━━ Data records

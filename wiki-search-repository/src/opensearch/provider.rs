//! OpenSearch backend implementation.
//!
//! This module provides the concrete implementation of `FullTextBackend`
//! using the OpenSearch Rust crate.

use async_trait::async_trait;
use chrono::{DateTime, Utc};
use opensearch::{
    http::response::Response,
    http::transport::{SingleNodeConnectionPool, TransportBuilder},
    indices::{IndicesCreateParts, IndicesDeleteParts, IndicesExistsParts},
    DeleteParts, IndexParts, OpenSearch, SearchParts,
};
use serde_json::{json, Value};
use tracing::{debug, error, info};
use url::Url;
use wiki_search_shared::{IndexRecord, SearchHit};

use crate::errors::SearchIndexError;
use crate::interfaces::FullTextBackend;
use crate::opensearch::index_config::{get_index_settings, IndexConfig};
use crate::types::{IndexDefinition, QuerySyntax, SearchRequest};

const HIGHLIGHT_PRE_TAG: &str = "<b>";
const HIGHLIGHT_POST_TAG: &str = "</b>";

/// OpenSearch backend implementation.
///
/// Each space maps to one physical index named by [`IndexConfig::physical_name`].
/// Record keys are used as document ids.
///
/// # Example
///
/// ```ignore
/// use wiki_search_repository::opensearch::{IndexConfig, OpenSearchBackend};
///
/// let backend = OpenSearchBackend::new("http://localhost:9200", IndexConfig::default()).await?;
/// backend.create_index(&definition).await?;
/// ```
pub struct OpenSearchBackend {
    client: OpenSearch,
    index_config: IndexConfig,
}

impl OpenSearchBackend {
    /// Create a new OpenSearch backend connected to the specified URL.
    ///
    /// # Arguments
    ///
    /// * `url` - The OpenSearch server URL (e.g., "http://localhost:9200")
    /// * `index_config` - Physical index naming and settings
    ///
    /// # Returns
    ///
    /// * `Ok(OpenSearchBackend)` - A new backend instance
    /// * `Err(SearchIndexError)` - If connection setup fails
    pub async fn new(url: &str, index_config: IndexConfig) -> Result<Self, SearchIndexError> {
        let parsed_url =
            Url::parse(url).map_err(|e| SearchIndexError::connection(e.to_string()))?;

        let conn_pool = SingleNodeConnectionPool::new(parsed_url);
        let transport = TransportBuilder::new(conn_pool)
            .disable_proxy()
            .build()
            .map_err(|e| SearchIndexError::connection(e.to_string()))?;

        let client = OpenSearch::new(transport);

        info!(
            url = %url,
            index_prefix = %index_config.index_prefix,
            "Created OpenSearch backend"
        );

        Ok(Self {
            client,
            index_config,
        })
    }

    /// Check that the cluster answers a ping.
    pub async fn ping(&self) -> Result<(), SearchIndexError> {
        let response = self
            .client
            .ping()
            .send()
            .await
            .map_err(|e| SearchIndexError::connection(e.to_string()))?;

        if !response.status_code().is_success() {
            return Err(SearchIndexError::connection(format!(
                "Ping failed with status {}",
                response.status_code()
            )));
        }
        Ok(())
    }

    async fn error_body(response: Response) -> (u16, String) {
        let status = response.status_code().as_u16();
        let body = response.text().await.unwrap_or_default();
        (status, body)
    }

    /// Build the search request body.
    ///
    /// The query uses Lucene query-string syntax; all terms are required and field
    /// weights become `field^weight` boosts.
    fn search_body(request: &SearchRequest) -> Value {
        let fields: Vec<String> = request
            .fields
            .iter()
            .map(|f| {
                if (f.weight - 1.0).abs() < f32::EPSILON {
                    f.name.clone()
                } else {
                    format!("{}^{}", f.name, f.weight)
                }
            })
            .collect();

        let mut body = json!({
            "from": request.offset,
            "size": request.limit,
            "query": {
                "query_string": {
                    "query": request.query,
                    "fields": fields,
                    "default_operator": "AND",
                    "analyze_wildcard": true
                }
            }
        });

        if let Some(sort) = &request.sort_by {
            let order = if sort.descending { "desc" } else { "asc" };
            body["sort"] = json!([{ sort.field.as_str(): { "order": order } }, "_score"]);
        }

        if request.highlight {
            let highlighted: serde_json::Map<String, Value> = request
                .fields
                .iter()
                .map(|f| (f.name.clone(), json!({ "number_of_fragments": 0 })))
                .collect();
            body["highlight"] = json!({
                "pre_tags": [HIGHLIGHT_PRE_TAG],
                "post_tags": [HIGHLIGHT_POST_TAG],
                "fields": highlighted
            });
        }

        body["_source"] = if request.with_payloads {
            json!(true)
        } else {
            json!(["title", "route", "modified"])
        };

        body
    }

    /// Parse the hits of a search response.
    fn parse_hits(body: &Value, with_payloads: bool) -> Result<Vec<SearchHit>, SearchIndexError> {
        let hits = body["hits"]["hits"]
            .as_array()
            .ok_or_else(|| SearchIndexError::parse("search response has no hits array"))?;

        hits.iter()
            .map(|hit| {
                let key = hit["_id"]
                    .as_str()
                    .ok_or_else(|| SearchIndexError::parse("search hit has no _id"))?
                    .to_string();
                let source = &hit["_source"];
                let highlight = &hit["highlight"];

                let field = |name: &str| -> String {
                    highlight[name][0]
                        .as_str()
                        .or_else(|| source[name].as_str())
                        .unwrap_or_default()
                        .to_string()
                };

                let modified = source["modified"]
                    .as_str()
                    .and_then(|s| DateTime::parse_from_rfc3339(s).ok())
                    .map(|dt| dt.with_timezone(&Utc));

                Ok(SearchHit {
                    title: field("title"),
                    content: if with_payloads {
                        field("content")
                    } else {
                        String::new()
                    },
                    route: source["route"].as_str().unwrap_or_default().to_string(),
                    modified,
                    score: hit["_score"].as_f64().unwrap_or(0.0),
                    key,
                })
            })
            .collect()
    }
}

#[async_trait]
impl FullTextBackend for OpenSearchBackend {
    async fn create_index(&self, definition: &IndexDefinition) -> Result<(), SearchIndexError> {
        let name = self.index_config.physical_name(&definition.name);

        let response = self
            .client
            .indices()
            .create(IndicesCreateParts::Index(&name))
            .body(get_index_settings(definition, self.index_config.replicas))
            .send()
            .await
            .map_err(|e| SearchIndexError::connection(e.to_string()))?;

        if !response.status_code().is_success() {
            let (status, body) = Self::error_body(response).await;
            if status == 400 && body.contains("resource_already_exists_exception") {
                return Err(SearchIndexError::index_already_exists(&definition.name));
            }
            error!(status, body = %body, index = %name, "Create index request failed");
            return Err(SearchIndexError::index_creation(format!(
                "Create index failed with status {}: {}",
                status, body
            )));
        }

        info!(index = %name, space = %definition.name, "Created OpenSearch index");
        Ok(())
    }

    /// Delete the physical index. Its documents always go with it, so
    /// `delete_documents` has no effect.
    async fn drop_index(
        &self,
        name: &str,
        _delete_documents: bool,
    ) -> Result<(), SearchIndexError> {
        let physical = self.index_config.physical_name(name);

        let response = self
            .client
            .indices()
            .delete(IndicesDeleteParts::Index(&[&physical]))
            .send()
            .await
            .map_err(|e| SearchIndexError::connection(e.to_string()))?;

        if !response.status_code().is_success() {
            let (status, body) = Self::error_body(response).await;
            if status == 404 {
                return Err(SearchIndexError::index_not_found(name));
            }
            error!(status, body = %body, index = %physical, "Delete index request failed");
            return Err(SearchIndexError::response(format!(
                "Delete index failed with status {}: {}",
                status, body
            )));
        }

        debug!(index = %physical, "Deleted OpenSearch index");
        Ok(())
    }

    async fn index_exists(&self, name: &str) -> Result<bool, SearchIndexError> {
        let physical = self.index_config.physical_name(name);

        let response = self
            .client
            .indices()
            .exists(IndicesExistsParts::Index(&[&physical]))
            .send()
            .await
            .map_err(|e| SearchIndexError::connection(e.to_string()))?;

        match response.status_code().as_u16() {
            200 => Ok(true),
            404 => Ok(false),
            status => Err(SearchIndexError::response(format!(
                "Index exists check failed with status {}",
                status
            ))),
        }
    }

    async fn write_record(
        &self,
        index: &str,
        record: &IndexRecord,
    ) -> Result<(), SearchIndexError> {
        let physical = self.index_config.physical_name(index);
        let document =
            serde_json::to_value(record).map_err(|e| SearchIndexError::serialization(e.to_string()))?;

        let response = self
            .client
            .index(IndexParts::IndexId(&physical, &record.key))
            .body(document)
            .send()
            .await
            .map_err(|e| SearchIndexError::connection(e.to_string()))?;

        if !response.status_code().is_success() {
            let (status, body) = Self::error_body(response).await;
            error!(status, body = %body, key = %record.key, "Index request failed");
            return Err(SearchIndexError::response(format!(
                "Index failed with status {}: {}",
                status, body
            )));
        }

        debug!(index = %physical, key = %record.key, "Record written");
        Ok(())
    }

    async fn delete_record(&self, index: &str, key: &str) -> Result<(), SearchIndexError> {
        let physical = self.index_config.physical_name(index);

        let response = self
            .client
            .delete(DeleteParts::IndexId(&physical, key))
            .send()
            .await
            .map_err(|e| SearchIndexError::connection(e.to_string()))?;

        if !response.status_code().is_success() {
            let (status, body) = Self::error_body(response).await;
            if status == 404 {
                return Err(if body.contains("index_not_found_exception") {
                    SearchIndexError::index_not_found(index)
                } else {
                    SearchIndexError::document_not_found(index, key)
                });
            }
            error!(status, body = %body, key = %key, "Delete request failed");
            return Err(SearchIndexError::response(format!(
                "Delete failed with status {}: {}",
                status, body
            )));
        }

        debug!(index = %physical, key = %key, "Record deleted");
        Ok(())
    }

    async fn query(
        &self,
        index: &str,
        request: &SearchRequest,
    ) -> Result<Vec<SearchHit>, SearchIndexError> {
        let physical = self.index_config.physical_name(index);

        let response = self
            .client
            .search(SearchParts::Index(&[&physical]))
            .body(Self::search_body(request))
            .send()
            .await
            .map_err(|e| SearchIndexError::connection(e.to_string()))?;

        if !response.status_code().is_success() {
            let (status, body) = Self::error_body(response).await;
            if status == 404 {
                return Err(SearchIndexError::index_not_found(index));
            }
            error!(status, body = %body, index = %physical, "Search request failed");
            return Err(SearchIndexError::response(format!(
                "Search failed with status {}: {}",
                status, body
            )));
        }

        let body: Value = response
            .json()
            .await
            .map_err(|e| SearchIndexError::parse(e.to_string()))?;

        Self::parse_hits(&body, request.with_payloads)
    }

    fn query_syntax(&self) -> QuerySyntax {
        QuerySyntax::lucene()
    }
}
//! OpenSearch index naming and mappings.
//!
//! Every space gets its own physical index. Space routes may contain characters
//! OpenSearch rejects in index names, so names are an escaped form of the route.

use serde_json::{json, Value};

use crate::types::IndexDefinition;

/// Default prefix for physical index names.
pub const DEFAULT_INDEX_PREFIX: &str = "wiki_search_";

/// Configuration for naming the per-space indexes.
#[derive(Debug, Clone)]
pub struct IndexConfig {
    /// Prepended to every physical index name.
    pub index_prefix: String,
    /// Number of replicas per index.
    pub replicas: u32,
}

impl Default for IndexConfig {
    fn default() -> Self {
        Self {
            index_prefix: DEFAULT_INDEX_PREFIX.to_string(),
            replicas: 1,
        }
    }
}

impl IndexConfig {
    /// Create a new index configuration.
    ///
    /// # Arguments
    ///
    /// * `index_prefix` - Prefix for physical index names
    /// * `replicas` - Number of replicas per index
    pub fn new(index_prefix: impl Into<String>, replicas: u32) -> Self {
        Self {
            index_prefix: index_prefix.into(),
            replicas,
        }
    }

    /// Get the physical index name for a logical index (space route).
    ///
    /// Lowercase ASCII letters, digits and `-` are kept. Every other byte, `_` and
    /// uppercase letters included, is written as `_` plus two hex digits, so distinct
    /// routes never share an index.
    ///
    /// # Returns
    ///
    /// The physical index name (e.g., "wiki_search_docs_2fapi" for "docs/api")
    pub fn physical_name(&self, logical: &str) -> String {
        let mut name = self.index_prefix.to_lowercase();
        for byte in logical.bytes() {
            match byte {
                b'a'..=b'z' | b'0'..=b'9' | b'-' => name.push(byte as char),
                _ => name.push_str(&format!("_{:02x}", byte)),
            }
        }
        name
    }
}

/// Get the index settings and mappings for a space index.
///
/// - `title` / `content`: analyzed text
/// - `route`: keyword, for exact filtering
/// - `modified`: date, for sorting
///
/// Field weights are not part of the mapping; they are applied as query-time boosts.
/// The definition is kept in `_meta` so the index can be traced back to its space.
pub fn get_index_settings(definition: &IndexDefinition, replicas: u32) -> Value {
    let weights: serde_json::Map<String, Value> = definition
        .fields
        .iter()
        .map(|f| (f.name.clone(), json!(f.weight)))
        .collect();

    json!({
        "settings": {
            "number_of_shards": 1,
            "number_of_replicas": replicas
        },
        "mappings": {
            "_meta": {
                "space": definition.name,
                "key_prefix": definition.key_prefix,
                "weights": weights
            },
            "properties": {
                "title": { "type": "text" },
                "content": { "type": "text" },
                "route": { "type": "keyword" },
                "modified": { "type": "date" }
            }
        }
    })
}

#[cfg(test)]
mod tests {
    use super::*;
    use crate::types::TextField;

    #[test]
    fn test_physical_name() {
        let config = IndexConfig::default();
        assert_eq!(config.physical_name("docs"), "wiki_search_docs");
        assert_eq!(config.physical_name("docs/api"), "wiki_search_docs_2fapi");
        assert_eq!(config.physical_name("team wiki"), "wiki_search_team_20wiki");
        assert_eq!(config.physical_name("Docs"), "wiki_search__44ocs");
    }

    #[test]
    fn test_physical_names_do_not_collide() {
        let config = IndexConfig::default();
        let routes = ["docs/api", "docs_api", "Docs/Api", "docs.api", "docs_2fapi", "/docs/api"];

        let names: std::collections::HashSet<String> =
            routes.iter().map(|r| config.physical_name(r)).collect();

        assert_eq!(names.len(), routes.len());
    }

    #[test]
    fn test_physical_name_lowercases_prefix() {
        let config = IndexConfig::new("Wiki-", 0);
        assert_eq!(config.physical_name("docs"), "wiki-docs");
    }

    #[test]
    fn test_index_settings_structure() {
        let definition = IndexDefinition::new("docs", "wiki_page_search_docdocs:")
            .text(TextField::weighted("title", 3.0))
            .text(TextField::new("content"));
        let settings = get_index_settings(&definition, 1);

        assert_eq!(settings["settings"]["number_of_replicas"], 1);
        assert_eq!(settings["mappings"]["properties"]["title"]["type"], "text");
        assert_eq!(settings["mappings"]["properties"]["route"]["type"], "keyword");
        assert_eq!(settings["mappings"]["properties"]["modified"]["type"], "date");
        assert_eq!(
            settings["mappings"]["_meta"]["key_prefix"],
            "wiki_page_search_docdocs:"
        );
        assert_eq!(settings["mappings"]["_meta"]["weights"]["title"], 3.0);
    }
}
//! Full-text backend trait definition.
//!
//! This module defines the abstract interface for full-text index operations,
//! allowing for different backend implementations (in-memory, OpenSearch, etc.).

use async_trait::async_trait;
use wiki_search_shared::{IndexRecord, SearchHit};

use crate::errors::SearchIndexError;
use crate::types::{IndexDefinition, QuerySyntax, SearchRequest};
use crate::utils;

/// Abstracts the underlying full-text engine.
///
/// Implementations are injected into `SearchIndexService` to enable dependency injection
/// and easy testing with mock implementations.
///
/// All methods return `Result<T, SearchIndexError>`. Implementations must report a
/// missing index as [`SearchIndexError::IndexNotFound`] and a missing document as
/// [`SearchIndexError::DocumentNotFound`] so that idempotent callers can swallow them.
#[async_trait]
pub trait FullTextBackend: Send + Sync {
    /// Create an index over all records whose key starts with `definition.key_prefix`.
    ///
    /// # Returns
    ///
    /// * `Ok(())` - If the index was created
    /// * `Err(SearchIndexError::IndexAlreadyExists)` - If an index with that name exists
    async fn create_index(&self, definition: &IndexDefinition) -> Result<(), SearchIndexError>;

    /// Drop an index, optionally deleting the records it covers.
    ///
    /// # Returns
    ///
    /// * `Ok(())` - If the index was dropped
    /// * `Err(SearchIndexError::IndexNotFound)` - If the index does not exist
    async fn drop_index(&self, name: &str, delete_documents: bool)
        -> Result<(), SearchIndexError>;

    /// Check whether an index exists.
    async fn index_exists(&self, name: &str) -> Result<bool, SearchIndexError>;

    /// Write a record, replacing every field of any record stored under the same key.
    ///
    /// `index` names the index the record key belongs to.
    async fn write_record(&self, index: &str, record: &IndexRecord)
        -> Result<(), SearchIndexError>;

    /// Delete the record stored under `key` from `index`.
    ///
    /// # Returns
    ///
    /// * `Ok(())` - If the record was deleted
    /// * `Err(SearchIndexError::DocumentNotFound)` - If no such record exists
    /// * `Err(SearchIndexError::IndexNotFound)` - If the index does not exist
    async fn delete_record(&self, index: &str, key: &str) -> Result<(), SearchIndexError>;

    /// Run a query against an index.
    async fn query(
        &self,
        index: &str,
        request: &SearchRequest,
    ) -> Result<Vec<SearchHit>, SearchIndexError>;

    /// Strip characters that are unsafe in this backend's query language.
    fn clean_query(&self, raw: &str) -> String {
        utils::clean_query(raw)
    }

    /// The prefix and substring operators of this backend's query language.
    fn query_syntax(&self) -> QuerySyntax {
        QuerySyntax::default()
    }
}
//! Error types for query routing, document sync and background jobs.

use thiserror::Error;
use wiki_search_repository::{CollectionError, SearchIndexError};

/// Errors returned by [`QueryRouter::search`](crate::router::QueryRouter::search).
///
/// Full-text backend faults never surface here; the router answers them from the
/// fallback path instead.
#[derive(Error, Debug)]
pub enum SearchError {
    /// No space route is a prefix of the requested path.
    #[error("No space found for path '{path}'")]
    NoPartition { path: String },

    /// The fallback search failed.
    #[error("Fallback search error: {0}")]
    Fallback(String),

    /// The space list could not be read.
    #[error("Collection error: {0}")]
    Collection(#[from] CollectionError),

    /// A full-text backend fault, handled inside the router.
    #[error("Full-text backend error: {0}")]
    Backend(#[from] SearchIndexError),
}

impl SearchError {
    /// Create a fallback error.
    pub fn fallback(msg: impl Into<String>) -> Self {
        Self::Fallback(msg.into())
    }
}

/// Errors from the document save / delete hooks.
#[derive(Error, Debug)]
pub enum SyncError {
    /// No space route is a prefix of the document route.
    #[error("No space found for route '{route}'")]
    NoPartition { route: String },

    /// The backend rejected the write or the removal.
    #[error("Backend error: {0}")]
    Backend(#[from] SearchIndexError),

    /// The space list could not be read.
    #[error("Collection error: {0}")]
    Collection(#[from] CollectionError),
}

/// Errors from submitting work to a job queue.
#[derive(Error, Debug, PartialEq)]
pub enum JobError {
    /// The queue's worker has stopped.
    #[error("Job queue '{0}' is closed")]
    QueueClosed(String),

    /// No tokio runtime is available to run the queue's worker.
    #[error("No runtime to run job queue '{0}'")]
    NoRuntime(String),
}
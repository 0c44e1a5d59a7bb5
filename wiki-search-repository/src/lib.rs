//! # Wiki Search Repository
//!
//! This crate provides traits and implementations for interacting with the
//! full-text search index and the wiki document collection. It includes
//! definitions for errors, interfaces, the per-space index lifecycle service,
//! a self-contained in-memory backend, and a concrete implementation for OpenSearch.

pub mod config;
pub mod errors;
pub mod interfaces;
pub mod memory;
pub mod opensearch;
pub mod service;
pub mod types;
pub mod utils;

pub use config::SearchIndexServiceConfig;
pub use errors::{CollectionError, SearchIndexError};
pub use interfaces::{DocumentCollection, FallbackSearch, FullTextBackend};
pub use memory::{CollectionWebSearch, InMemoryBackend, InMemoryCollection, JsonFileCollection};
pub use opensearch::OpenSearchBackend;
pub use service::{ProgressMode, SearchIndexService};
pub use types::{
    BatchOperationResult, BatchOperationSummary, IndexDefinition, QuerySyntax, SearchRequest,
    SortBy, TextField,
};
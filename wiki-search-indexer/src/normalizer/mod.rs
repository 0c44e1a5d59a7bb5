//! Free-text input to backend query syntax.

use std::sync::Arc;

use wiki_search_repository::{utils, FullTextBackend, QuerySyntax};

/// Turns a user's search box input into a backend query.
///
/// - one term: prefix match (`cat` -> `cat*`)
/// - several terms: every term must occur as a substring (`cat dog` -> `%%cat%% %%dog%%`)
///
/// Operator characters come from the backend's [`QuerySyntax`], and unsafe characters are
/// removed by the backend's `clean_query` before the query is split.
pub struct QueryNormalizer {
    syntax: QuerySyntax,
    backend: Option<Arc<dyn FullTextBackend>>,
}

impl QueryNormalizer {
    /// Normalizer for the query language of `backend`.
    pub fn for_backend(backend: Arc<dyn FullTextBackend>) -> Self {
        Self {
            syntax: backend.query_syntax(),
            backend: Some(backend),
        }
    }

    /// Normalizer with fixed operators and the default query cleaning.
    pub fn with_syntax(syntax: QuerySyntax) -> Self {
        Self {
            syntax,
            backend: None,
        }
    }

    pub fn syntax(&self) -> &QuerySyntax {
        &self.syntax
    }

    fn clean(&self, raw: &str) -> String {
        match &self.backend {
            Some(backend) => backend.clean_query(raw),
            None => utils::clean_query(raw),
        }
    }

    /// Normalize `raw`. Never fails; input with no usable terms yields `""`.
    pub fn normalize(&self, raw: &str) -> String {
        let cleaned = self.clean(raw);
        let terms: Vec<&str> = cleaned.split_whitespace().collect();
        let marker = self.syntax.prefix_marker.as_str();

        match terms.as_slice() {
            [] => String::new(),
            [term] if term.ends_with(marker) => term.to_string(),
            [term] => format!("{}{}", term, marker),
            _ => terms
                .iter()
                .map(|t| t.trim_end_matches(marker))
                .filter(|t| !t.is_empty())
                .map(|t| format!("{}{}{}", self.syntax.substring_open, t, self.syntax.substring_close))
                .collect::<Vec<_>>()
                .join(" "),
        }
    }
}

impl Default for QueryNormalizer {
    fn default() -> Self {
        Self::with_syntax(QuerySyntax::default())
    }
}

━━━━

- [About this exercise] Please copy each line of the records above in which the word "kept" can be found.

- [Solution]
    /// Lowercase ASCII letters, digits and `-` are kept. Every other byte, `_` and
/// The definition is kept in `_meta` so the index can be traced back to its space.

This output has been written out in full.